与謝野晶子と堺(1)

去る12月7日は、与謝野晶子の誕生日でした。それにちなみ、今回は先日訪れた与謝野晶子の生家跡を紹介しましょう。

晶子が生まれたのは今から130年ほど前、1878年になります。生家は、当時の堺県甲斐町46番屋敷にあった、駿河屋という菓子商でした。鳳(ほう)宗七の三女として生まれた晶子は、幼名を「志よう」といいました。したがって、本名は「鳳志よう(ほうしよう)」ということになります。

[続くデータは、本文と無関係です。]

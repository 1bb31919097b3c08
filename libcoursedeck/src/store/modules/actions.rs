//! Actions for the course-module collection
//!
//! Each async operation dispatches one `*Pending` followed by exactly one
//! `*Fulfilled` or `*Rejected`, all stamped with the sequence number the
//! dispatcher issued for that request. The reducer uses the stamp to keep
//! stale outcomes from clobbering the status of a newer request.

use crate::error::ApiError;
use crate::types::Module;

/// Lifecycle actions for the module collection.
#[derive(Debug, Clone, PartialEq)]
pub enum ModulesAction {
    // === Add ===
    AddPending { seq: u64 },
    AddFulfilled { seq: u64, module: Module },
    AddRejected { seq: u64, error: ApiError },

    // === Fetch by course ===
    FetchPending { seq: u64 },
    FetchFulfilled { seq: u64, modules: Vec<Module> },
    FetchRejected { seq: u64, error: ApiError },

    // === Delete ===
    DeletePending { seq: u64 },
    /// Carries the id the caller asked to delete, not anything the
    /// backend returned.
    DeleteFulfilled { seq: u64, module_id: String },
    DeleteRejected { seq: u64, error: ApiError },

    // === Update ===
    UpdatePending { seq: u64 },
    UpdateFulfilled { seq: u64, module: Module },
    UpdateRejected { seq: u64, error: ApiError },
}

impl ModulesAction {
    /// The request sequence this action belongs to.
    pub fn seq(&self) -> u64 {
        match self {
            ModulesAction::AddPending { seq }
            | ModulesAction::AddFulfilled { seq, .. }
            | ModulesAction::AddRejected { seq, .. }
            | ModulesAction::FetchPending { seq }
            | ModulesAction::FetchFulfilled { seq, .. }
            | ModulesAction::FetchRejected { seq, .. }
            | ModulesAction::DeletePending { seq }
            | ModulesAction::DeleteFulfilled { seq, .. }
            | ModulesAction::DeleteRejected { seq, .. }
            | ModulesAction::UpdatePending { seq }
            | ModulesAction::UpdateFulfilled { seq, .. }
            | ModulesAction::UpdateRejected { seq, .. } => *seq,
        }
    }
}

現在、堺周辺には、南海本線堺駅、南海高野線堺東駅、JR阪和線堺市駅があります。3本の線路がほぼ並行して走り、南海本線と南海高野線の間を、阪堺電軌阪堺線という路面電車が、これも並行して走っています。阪堺電軌が浜寺まで開通したのは1912年、晶子が34歳の頃なので、晶子が幼少の頃はまだこの軌道を目にすることはなかったと思われます。

生家は、現在の紀州街道沿いにあります。宿院の交差点から紀州街道を少し北に進んだ場所です。生家の敷地は、道路拡張のためそのほとんどが路面に変わってしまったようですが、生家跡を示す立派な碑が建っているのでそれと知ることができます。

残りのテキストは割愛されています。